# my kids wedding arch



## ihackwood (Sep 5, 2009)

my kid got married yesterday,

so at the last minute i threw this together for her.i wasn't sure what to build etc just wanted it done, i laid out the lateral slats and realized that was alot of marking and measuring so i just laid the other ones by eye close enough for me, they decorated it so it looks ok in this pic










but this pic is what it was made for,









one down two to go give me strength, i told my wife when my kids were born, well i didn't have any boys but atleast i will make 3 boys happy


----------



## woodnthings (Jan 24, 2009)

*Beautiful..*

Beautiful Bride and beautiful job on the arch. :thumbsup: Proud papa I'll bet. Now the fun begins...:laughing: 3 sets of inlaws someday. Whoa!
Best to all. :yes: bill


----------



## GROOVY (Apr 27, 2008)

Good looking arch, I have 3 girls as wellI have recovered from two wedding$ and have one more to go.. 
2 son inlaws, 3 grandsons and one more on the way......


----------



## mavawreck (Nov 26, 2011)

I'm going to need one of those soon...


----------



## woodnthings (Jan 24, 2009)

*hmmmm*



mavawreck said:


> I'm going to need one of those soon...


Rent it for the day Hacker....$$$$  bill


----------



## ACP (Jan 24, 2009)

That turned out really nice and what a great project. Looks like it was a nice wedding. My congratulations to you and your daughter.


----------



## ihackwood (Sep 5, 2009)

thanks guys we had ourselves a real good time, yea i hope i live thru that last two,n the prima donna and the baby oh god it will be expensive for them anyway hahaha

thats funny i told her to rent one and i would pay for it, thats why mine was done the last day possible lol,oh well i guess i casn addthat to the things i have done right lol thanks again guys ver well appreciated


----------



## Kenbo (Sep 16, 2008)

Very nice work. I only have 2 daughters, but it's a whole new realm of worry when you have girl. Congratulations to your daughter on her wedding and great work on the arch.


----------



## cabinetman (Jul 5, 2007)

The ceremony wouldn't have been the same without the arch. Well done. It will always be part of the conversation, and part of the wedding pictures for all to remember.












 







.


----------



## ihackwood (Sep 5, 2009)

thanks guys, you were right she really loved it, girls and their perfect wedding lol

it is different with girls kenbo hahaha prepare yourself.


----------



## rayking49 (Nov 6, 2011)

Very nice, and she'll always remember it was her daddy's handiwork, and not a rental. So, are you saving it for the next two?


----------



## Texas Sawduster (Apr 27, 2009)

*Congratulations*

Congrats on the nuptuals.
Great job on the arch.


----------



## ihackwood (Sep 5, 2009)

saving it hahaha you don't have girls huh, rule number 5659 never give one kid the same as another and expect no bloodshed lol

not i will turn it into a fence gate and install it at their house and she can walk under it everyday, best use of it after it was done being used for what it was built for,

i will let my last 2 princesses choose what they want, i'd rather be in my shop than the house the day before anyway.

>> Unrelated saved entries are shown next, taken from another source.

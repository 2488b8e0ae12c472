//! Board generation and path resolution integration tests.
//!
//! These tests verify the placement invariants of generated boards and
//! the determinism and totality of path resolution.

use ladder_game::board::{Board, BoardGenerator, PathResolver};
use ladder_game::core::{BoardSpec, ErrorKind, LadderRng, RandomSource};
use proptest::prelude::*;

fn spec_strategy() -> impl Strategy<Value = BoardSpec> {
    (2usize..=8, 2usize..=15, 0usize..=20, any::<bool>()).prop_map(
        |(columns, rows, target, randomize)| {
            let spec = BoardSpec::new(columns, rows).with_target_rungs(target);
            if randomize {
                spec.randomized()
            } else {
                spec
            }
        },
    )
}

// =============================================================================
// Generation Invariants
// =============================================================================

proptest! {
    /// No row ever holds rungs in two neighbouring gaps.
    #[test]
    fn prop_no_adjacent_rungs(spec in spec_strategy(), seed in any::<u64>()) {
        let mut rng = LadderRng::new(seed);
        let (board, _) = BoardGenerator::generate(&spec, &mut rng).unwrap();

        for y in 0..board.rows() {
            for x in 1..board.gaps() {
                prop_assert!(!(board.has_rung(y, x - 1) && board.has_rung(y, x)));
            }
        }
        prop_assert!(board.validate().is_ok());
    }

    /// Every gap holds at least one rung.
    #[test]
    fn prop_every_gap_covered(spec in spec_strategy(), seed in any::<u64>()) {
        let mut rng = LadderRng::new(seed);
        let (board, report) = BoardGenerator::generate(&spec, &mut rng).unwrap();

        for x in 0..board.gaps() {
            prop_assert!((0..board.rows()).any(|y| board.has_rung(y, x)));
        }
        prop_assert_eq!(report.guaranteed, spec.columns - 1);
    }

    /// Same seed and spec give bit-identical boards.
    #[test]
    fn prop_generation_is_deterministic(spec in spec_strategy(), seed in any::<u64>()) {
        let (a, ra) = BoardGenerator::generate(&spec, &mut LadderRng::new(seed)).unwrap();
        let (b, rb) = BoardGenerator::generate(&spec, &mut LadderRng::new(seed)).unwrap();
        prop_assert_eq!(a, b);
        prop_assert_eq!(ra, rb);
    }

    /// Rung totals stay within one-per-gap and the clamped target.
    #[test]
    fn prop_rung_count_bounds(spec in spec_strategy(), seed in any::<u64>()) {
        let mut rng = LadderRng::new(seed);
        let (board, report) = BoardGenerator::generate(&spec, &mut rng).unwrap();
        let (min, max) = spec.rung_bounds();

        prop_assert!(board.rung_count() >= min);
        prop_assert_eq!(board.rung_count(), report.total_rungs());
        if spec.randomize || spec.target_rungs <= max {
            prop_assert!(board.rung_count() <= max);
        }
    }

    /// Resolution terminates in range for every start, and the starts map
    /// one-to-one onto arrivals.
    #[test]
    fn prop_resolution_total_and_bijective(spec in spec_strategy(), seed in any::<u64>()) {
        let mut rng = LadderRng::new(seed);
        let (board, _) = BoardGenerator::generate(&spec, &mut rng).unwrap();

        let mut arrivals = Vec::new();
        for start in 0..board.columns() {
            let arrival = PathResolver::resolve(&board, start).unwrap();
            prop_assert!(arrival < board.columns());
            prop_assert_eq!(PathResolver::resolve(&board, start).unwrap(), arrival);
            arrivals.push(arrival);
        }
        arrivals.sort_unstable();
        prop_assert_eq!(arrivals, (0..board.columns()).collect::<Vec<_>>());
    }
}

// =============================================================================
// Substitutable Randomness
// =============================================================================

/// Always returns the largest index.
struct HighRng;

impl RandomSource for HighRng {
    fn gen_index(&mut self, upper: usize) -> usize {
        upper - 1
    }
}

/// Test that any RandomSource can drive the generator.
#[test]
fn test_custom_random_source() {
    let spec = BoardSpec::new(3, 4);
    let (board, report) = BoardGenerator::generate(&spec, &mut HighRng).unwrap();

    // gap 0 takes the last row; gap 1 cannot share it and is forced elsewhere.
    assert!(board.has_rung(3, 0));
    assert!(board.is_fully_covered());
    assert_eq!(report.forced, 1);
    assert_eq!(board.rung_count(), 2);
}

// =============================================================================
// Path Resolution Edge Cases
// =============================================================================

/// Test that a single-column board always arrives at column 0.
#[test]
fn test_single_column_board() {
    let board = Board::from_rows(1, vec![vec![]; 4]).unwrap();
    assert_eq!(PathResolver::resolve(&board, 0).unwrap(), 0);
    assert_eq!(
        PathResolver::resolve(&board, 1).unwrap_err().kind(),
        ErrorKind::InvalidArgument
    );
}

/// Test that a board with no rows leaves every token where it started.
#[test]
fn test_zero_rows() {
    let board = Board::from_rows(3, vec![]).unwrap();
    for start in 0..3 {
        assert_eq!(PathResolver::resolve(&board, start).unwrap(), start);
    }
}

/// Test that a token crosses at most one rung per row.
#[test]
fn test_one_crossing_per_row() {
    // Column 1 has a rung to its right in row 0; column 2 has none in row 1.
    let board = Board::from_rows(3, vec![vec![false, true], vec![true, false]]).unwrap();
    let trace = PathResolver::trace(&board, 1).unwrap();
    assert_eq!(trace.arrival, 2);
    assert_eq!(trace.lateral_moves(), 1);
}

/// Test that the trace has one waypoint per row plus one per crossing.
#[test]
fn test_trace_length() {
    let mut rng = LadderRng::new(2024);
    let spec = BoardSpec::new(5, 12).with_target_rungs(8);
    let (board, _) = BoardGenerator::generate(&spec, &mut rng).unwrap();

    for start in 0..board.columns() {
        let trace = PathResolver::trace(&board, start).unwrap();
        assert_eq!(trace.waypoints.len(), board.rows() + trace.lateral_moves());
        assert_eq!(trace.waypoints.first().map(|w| w.column), Some(start));
        assert_eq!(trace.waypoints.last().map(|w| w.column), Some(trace.arrival));
    }
}

/// Test that permutation agrees with resolving each start.
#[test]
fn test_permutation_matches_resolve() {
    let mut rng = LadderRng::new(8);
    let spec = BoardSpec::new(4, 10).randomized();
    let (board, _) = BoardGenerator::generate(&spec, &mut rng).unwrap();
    let perm = board.permutation();
    for (start, &arrival) in perm.iter().enumerate() {
        assert_eq!(PathResolver::resolve(&board, start).unwrap(), arrival);
    }
}
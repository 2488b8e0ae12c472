//! The rung matrix for a single round.
//!
//! `rungs[y][x] == true` means a rung joins column `x` and `x + 1` at row
//! `y`. Storage is a flat row-major `Vec<bool>` with `columns - 1` entries
//! per row.
//!
//! ## Invariants
//!
//! - **No double adjacency**: a rung at `(y, x)` excludes rungs at
//!   `(y, x - 1)` and `(y, x + 1)`, so a token moves at most one column
//!   per row. Every constructor upholds this.
//! - **Coverage**: generated boards have at least one rung in every gap.
//!   Hand-built boards may not; see [`Board::is_fully_covered`].

use serde::{Deserialize, Serialize};

use super::path;
use crate::core::{LadderError, Result};

/// Immutable rung layout.
#[derive(Clone, Debug, PartialEq, Eq, Hash, Serialize, Deserialize)]
#[serde(try_from = "RawBoard")]
pub struct Board {
    columns: usize,
    rows: usize,
    rungs: Vec<bool>,
}

/// Wire shape of a [`Board`], checked before it becomes one.
#[derive(Deserialize)]
struct RawBoard {
    columns: usize,
    rows: usize,
    rungs: Vec<bool>,
}

impl TryFrom<RawBoard> for Board {
    type Error = LadderError;

    fn try_from(raw: RawBoard) -> Result<Self> {
        let board = Self {
            columns: raw.columns,
            rows: raw.rows,
            rungs: raw.rungs,
        };
        board.validate()?;
        Ok(board)
    }
}

impl Board {
    /// A board with no rungs. Used by the generator as a starting point.
    pub(crate) fn empty(columns: usize, rows: usize) -> Self {
        Self {
            columns,
            rows,
            rungs: vec![false; rows * columns.saturating_sub(1)],
        }
    }

    /// Build a board from explicit rows of gap flags.
    ///
    /// Every row must have exactly `columns - 1` entries and no two
    /// neighbouring gaps in a row may both hold a rung. Coverage is not
    /// required, and `columns == 1` (no gaps at all) is accepted.
    pub fn from_rows(columns: usize, rows: Vec<Vec<bool>>) -> Result<Self> {
        if columns == 0 {
            return Err(LadderError::invalid_argument("a board needs at least 1 column"));
        }
        let gaps = columns - 1;
        if let Some((y, row)) = rows.iter().enumerate().find(|(_, row)| row.len() != gaps) {
            return Err(LadderError::InvalidArgument(format!(
                "row {y} has {} gaps, expected {gaps}",
                row.len()
            )));
        }
        let board = Self {
            columns,
            rows: rows.len(),
            rungs: rows.concat(),
        };
        board.validate()?;
        Ok(board)
    }

    /// Number of vertical lines.
    #[must_use]
    pub fn columns(&self) -> usize {
        self.columns
    }

    /// Number of horizontal steps.
    #[must_use]
    pub fn rows(&self) -> usize {
        self.rows
    }

    /// Number of gaps between adjacent columns.
    #[must_use]
    pub fn gaps(&self) -> usize {
        self.columns.saturating_sub(1)
    }

    /// Is there a rung joining `gap` and `gap + 1` at `row`?
    ///
    /// Out-of-range coordinates simply have no rung.
    #[must_use]
    pub fn has_rung(&self, row: usize, gap: usize) -> bool {
        if row >= self.rows || gap >= self.gaps() {
            return false;
        }
        self.rungs[row * self.gaps() + gap]
    }

    /// One row of gap flags.
    ///
    /// # Panics
    ///
    /// Panics if `row >= self.rows()`.
    #[must_use]
    pub fn row(&self, row: usize) -> &[bool] {
        let gaps = self.gaps();
        &self.rungs[row * gaps..(row + 1) * gaps]
    }

    /// Iterate rows top to bottom.
    pub fn rows_iter(&self) -> impl Iterator<Item = &[bool]> + '_ {
        (0..self.rows).map(move |y| self.row(y))
    }

    /// Total number of rungs.
    #[must_use]
    pub fn rung_count(&self) -> usize {
        self.rungs.iter().filter(|&&r| r).count()
    }

    /// Does `gap` hold at least one rung?
    #[must_use]
    pub fn is_gap_covered(&self, gap: usize) -> bool {
        (0..self.rows).any(|y| self.has_rung(y, gap))
    }

    /// Does every gap hold at least one rung?
    #[must_use]
    pub fn is_fully_covered(&self) -> bool {
        (0..self.gaps()).all(|x| self.is_gap_covered(x))
    }

    /// Check the storage shape and the no-double-adjacency invariant.
    pub fn validate(&self) -> Result<()> {
        if self.columns == 0 {
            return Err(LadderError::invalid_argument("a board needs at least 1 column"));
        }
        let expected = self
            .rows
            .checked_mul(self.gaps())
            .ok_or_else(|| LadderError::invalid_argument("board dimensions overflow"))?;
        if self.rungs.len() != expected {
            return Err(LadderError::InvalidArgument(format!(
                "rung storage holds {} cells, expected {expected}",
                self.rungs.len()
            )));
        }
        for y in 0..self.rows {
            for x in 1..self.gaps() {
                if self.has_rung(y, x - 1) && self.has_rung(y, x) {
                    return Err(LadderError::InvalidArgument(format!(
                        "adjacent rungs at row {y}, gaps {} and {x}",
                        x - 1
                    )));
                }
            }
        }
        Ok(())
    }

    /// Arrival column for every start column.
    ///
    /// A ladder always maps starts to arrivals one-to-one, so the result is
    /// a permutation of `0..columns`.
    #[must_use]
    pub fn permutation(&self) -> Vec<usize> {
        (0..self.columns)
            .map(|start| path::descend(self, start, |_| {}))
            .collect()
    }

    /// Rows of gap flags as nested vectors.
    #[must_use]
    pub fn to_rows(&self) -> Vec<Vec<bool>> {
        self.rows_iter().map(<[bool]>::to_vec).collect()
    }

    // === Generator support ===

    /// Can a rung go at `(row, gap)` without breaking adjacency?
    pub(crate) fn can_place(&self, row: usize, gap: usize) -> bool {
        let left = gap > 0 && self.has_rung(row, gap - 1);
        let right = self.has_rung(row, gap + 1);
        !(left || right || self.has_rung(row, gap))
    }

    pub(crate) fn place(&mut self, row: usize, gap: usize) {
        debug_assert!(self.can_place(row, gap));
        let gaps = self.gaps();
        self.rungs[row * gaps + gap] = true;
    }
}

impl std::fmt::Display for Board {
    /// Text rendering: `|-|` for a rung, `| |` for an open gap.
    fn fmt(&self, f: &mut std::fmt::Formatter<'_>) -> std::fmt::Result {
        for row in self.rows_iter() {
            f.write_str("|")?;
            for &rung in row {
                f.write_str(if rung { "-|" } else { " |" })?;
            }
            writeln!(f)?;
        }
        Ok(())
    }
}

thanks again guys, really appreciate the replies


----------



## johnnie52 (Feb 16, 2009)

That is a nice arch and your plans for it will keep the memories of that day alive for a very long time.

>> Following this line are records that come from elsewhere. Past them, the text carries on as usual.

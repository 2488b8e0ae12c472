//! Aggregate wagering statistics.

use serde::{Deserialize, Serialize};

use crate::round::RoundResult;

/// Totals over a batch of settled rounds.
#[derive(Clone, Debug, Default, PartialEq, Serialize, Deserialize)]
pub struct ReturnStats {
    /// Rounds settled.
    pub rounds: u32,

    /// Rounds where the token reached the goal.
    pub wins: u32,

    /// Sum of stakes.
    pub total_wagered: f64,

    /// Sum of rewards paid out.
    pub total_paid: f64,
}

impl ReturnStats {
    /// Create new empty statistics.
    pub fn new() -> Self {
        Self::default()
    }

    /// Fold one result into the totals.
    pub fn record(&mut self, result: &RoundResult) {
        self.rounds += 1;
        if result.success {
            self.wins += 1;
        }
        self.total_wagered += result.bet_amount;
        self.total_paid += result.reward;
    }

    /// Fraction of rounds won.
    #[must_use]
    pub fn hit_rate(&self) -> f64 {
        if self.rounds == 0 {
            0.0
        } else {
            self.wins as f64 / self.rounds as f64
        }
    }

    /// Paid out per unit wagered.
    #[must_use]
    pub fn return_to_player(&self) -> f64 {
        if self.total_wagered == 0.0 {
            0.0
        } else {
            self.total_paid / self.total_wagered
        }
    }

    /// House profit per unit wagered.
    #[must_use]
    pub fn house_edge(&self) -> f64 {
        if self.total_wagered == 0.0 {
            0.0
        } else {
            1.0 - self.return_to_player()
        }
    }
}
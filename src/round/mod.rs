//! Round orchestration.
//!
//! [`RoundController`] owns the board, selection and result for the current
//! round and exposes guarded operations for the UI layer. Presentation,
//! animation timing and balances stay outside; the controller hands out
//! plain data ([`RoundResult`], [`crate::board::PathTrace`]) for them.
//!
//! ## Example
//!
//! ```
//! use ladder_game::core::{BoardSpec, LadderConfig};
//! use ladder_game::payout::WagerMode;
//! use ladder_game::round::{RoundController, RoundState};
//!
//! let mut round = RoundController::with_seed(LadderConfig::default(), 7).unwrap();
//! round.start_round(BoardSpec::new(3, 10)).unwrap();
//! round.select_goal(1).unwrap();
//!
//! let result = round.resolve(5.0, WagerMode::GoalOnly).unwrap();
//! assert_eq!(result.multiplier, 1.5);
//! assert_eq!(round.current_state(), RoundState::Resolved);
//!
//! round.acknowledge().unwrap();
//! assert_eq!(round.current_state(), RoundState::Idle);
//! ```

mod controller;
mod record;
mod state;

pub use controller::RoundController;
pub use record::RoundRecord;
pub use state::{RoundResult, RoundState, Selection};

I can feel your pain. I have 3 daughters myself. Thankfully, all of them got married in a chapel by a JP and the weddings cost me almost nothing... all they asked for was that I show up and give them away.

Of course they have kept me busy in the shop ever since making them all sorts of things. 

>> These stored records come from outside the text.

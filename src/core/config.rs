//! Board and round configuration.
//!
//! - `BoardSpec`: what board to generate (columns, rows, rung target)
//! - `LadderConfig`: payout factors and round behaviour
//!
//! Both are plain serde values so hosts can load them from whatever
//! settings store they use.

use serde::{Deserialize, Serialize};

use super::error::{LadderError, Result};
use super::rng::RandomSource;
use crate::payout::PayoutConfig;

/// Fewest vertical lines a generated board may have.
pub const MIN_COLUMNS: usize = 2;

/// Most vertical lines the setup adjusters will step up to.
///
/// Boards built directly from a `BoardSpec` may be wider.
pub const MAX_SELECTABLE_COLUMNS: usize = 5;

/// Fewest rows a generated board may have.
pub const MIN_ROWS: usize = 1;

/// Rungs allowed beyond one per gap before a target counts as "explicit".
const EXTRA_RUNG_ALLOWANCE: usize = 4;

/// Immutable description of a requested board.
#[derive(Clone, Debug, PartialEq, Eq, Serialize, Deserialize)]
pub struct BoardSpec {
    /// Number of vertical lines.
    pub columns: usize,

    /// Number of horizontal steps.
    pub rows: usize,

    /// Requested total rung count. Clamped into `[columns-1, rows*(columns-1)]`
    /// by the generator.
    pub target_rungs: usize,

    /// Draw the extra rung count at random instead of using `target_rungs`.
    pub randomize: bool,
}

impl Default for BoardSpec {
    fn default() -> Self {
        Self {
            columns: 3,
            rows: 10,
            target_rungs: 2,
            randomize: true,
        }
    }
}

impl BoardSpec {
    /// Create a spec with one rung per gap and no randomized fill.
    pub fn new(columns: usize, rows: usize) -> Self {
        Self {
            columns,
            rows,
            target_rungs: columns.saturating_sub(1),
            randomize: false,
        }
    }

    /// Set the target rung count.
    #[must_use]
    pub fn with_target_rungs(mut self, target: usize) -> Self {
        self.target_rungs = target;
        self
    }

    /// Draw the extra rung count at random.
    #[must_use]
    pub fn randomized(mut self) -> Self {
        self.randomize = true;
        self
    }

    /// Number of gaps between adjacent columns.
    #[must_use]
    pub fn gaps(&self) -> usize {
        self.columns.saturating_sub(1)
    }

    /// The usual rung count range: one per gap up to `columns + 3`.
    #[must_use]
    pub fn rung_bounds(&self) -> (usize, usize) {
        (self.gaps(), self.columns + EXTRA_RUNG_ALLOWANCE - 1)
    }

    /// Check that a board can be generated from this spec.
    ///
    /// A single row cannot hold a rung for every gap once there are two or
    /// more gaps, because neighbouring rungs may not share a row.
    pub fn validate(&self) -> Result<()> {
        if self.columns < MIN_COLUMNS {
            return Err(LadderError::InvalidArgument(format!(
                "a board needs at least {MIN_COLUMNS} columns, got {}",
                self.columns
            )));
        }
        if self.rows < MIN_ROWS {
            return Err(LadderError::InvalidArgument(format!(
                "a board needs at least {MIN_ROWS} row, got {}",
                self.rows
            )));
        }
        let fits = self.columns.checked_add(EXTRA_RUNG_ALLOWANCE).is_some()
            && self.rows.checked_mul(self.gaps()).is_some();
        if !fits {
            return Err(LadderError::InvalidArgument(format!(
                "a {}x{} board is too large",
                self.columns, self.rows
            )));
        }
        if self.rows == 1 && self.gaps() > 1 {
            return Err(LadderError::InvalidArgument(format!(
                "{} columns cannot all be connected within a single row",
                self.columns
            )));
        }
        Ok(())
    }

    // === Setup adjusters ===

    /// Add a column, up to [`MAX_SELECTABLE_COLUMNS`]. Returns whether it changed.
    pub fn increase_columns(&mut self) -> bool {
        if self.columns >= MAX_SELECTABLE_COLUMNS {
            return false;
        }
        self.columns += 1;
        self.correct_target_rungs();
        true
    }

    /// Remove a column, down to [`MIN_COLUMNS`]. Returns whether it changed.
    pub fn decrease_columns(&mut self) -> bool {
        if self.columns <= MIN_COLUMNS {
            return false;
        }
        self.columns -= 1;
        self.correct_target_rungs();
        true
    }

    /// Raise the rung target by one, up to the upper rung bound.
    pub fn increase_target_rungs(&mut self) -> bool {
        let (_, max) = self.rung_bounds();
        if self.target_rungs >= max {
            return false;
        }
        self.target_rungs += 1;
        true
    }

    /// Lower the rung target by one, down to one rung per gap.
    pub fn decrease_target_rungs(&mut self) -> bool {
        let (min, _) = self.rung_bounds();
        if self.target_rungs <= min {
            return false;
        }
        self.target_rungs -= 1;
        true
    }

    /// Re-roll the rung target uniformly from `[max(1, columns-1), columns+3]`.
    pub fn roll_target_rungs<R: RandomSource + ?Sized>(&mut self, rng: &mut R) {
        let (min, max) = self.rung_bounds();
        self.target_rungs = rng.gen_inclusive(min.max(1), max);
    }

    fn correct_target_rungs(&mut self) {
        let (min, max) = self.rung_bounds();
        self.target_rungs = self.target_rungs.clamp(min, max);
    }
}

/// Round-level configuration.
#[derive(Clone, Debug, PartialEq, Serialize, Deserialize)]
pub struct LadderConfig {
    /// House-edge factors for the payout calculator.
    pub payout: PayoutConfig,

    /// Regenerate the rung layout when the round is resolved.
    ///
    /// When false the round resolves against the board shown during
    /// selection.
    pub regenerate_on_resolve: bool,
}

impl Default for LadderConfig {
    fn default() -> Self {
        Self {
            payout: PayoutConfig::default(),
            regenerate_on_resolve: true,
        }
    }
}

impl LadderConfig {
    /// Create the default configuration.
    pub fn new() -> Self {
        Self::default()
    }

    /// Set the payout factors.
    #[must_use]
    pub fn with_payout(mut self, payout: PayoutConfig) -> Self {
        self.payout = payout;
        self
    }

    /// Enable or disable resolve-time regeneration.
    #[must_use]
    pub fn with_regenerate_on_resolve(mut self, regenerate: bool) -> Self {
        self.regenerate_on_resolve = regenerate;
        self
    }

    /// Validate every nested configuration.
    pub fn validate(&self) -> Result<()> {
        self.payout.validate()
    }
}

Congrats to you and your daughter!


----------



## ihackwood (Sep 5, 2009)

thanks jonnnie, almost forgot i had to give her away, what ever happened to the goats and pigs i should of got for her, at the very least a new snowmobile would of been ok hahaha


----------



## rayking49 (Nov 6, 2011)

ihackwood said:


> saving it hahaha you don't have girls huh, rule number 5659 never give one kid the same as another and expect no bloodshed lol
> 
> not i will turn it into a fence gate and install it at their house and she can walk under it everyday, best use of it after it was done being used for what it was built for,
> 
> ...


That's true, I only have one daughter. I tell you, walking her down the aisle and giving her away was way harder than I thought it'd be. Thank you Lord I don't have to do it again.


----------



## R.J. (Feb 11, 2011)

I congratulate! With best regards.


----------



## ihackwood (Sep 5, 2009)

yea about 1/2 way down you get passed the nerves and then you remember what your doing but by then it is too late, your trying to remmeber what was supposed to be said,,

and i get to do it 2 more times arghhhhhhhhhhhhhhhhhhhhhhhhhhhhhh oh well maybe i can get them last two to do it together huh?


----------



## lawrence (Nov 14, 2009)

johnnie52 said:


> Thankfully, all of them got married in a chapel by a JP and the weddings cost me almost nothing... all they asked for was that I show up and give them away.


I went to Lake City, FLA for 2 monthes and my daughter got married the day after I left and told me a week after I got back....and stayed with us that week too.....


----------



## lawrence (Nov 14, 2009)

beautiful archway hack.....they will remember it always
only thing I would build for my son-in law is a scaffold.....with a hang man on it


----------



## Nick Ferry (Feb 23, 2011)

special project for a very special day - great "quick" work


----------



## ihackwood (Sep 5, 2009)

i knew i should of asked for ideas, that hangmans noose would of been perfect,

my little red would of used it on me though, hey thats not a bad idea hmmmnnnn ,,,,

hopefully my other girls can wait it out a little while longer while i try and recover,


----------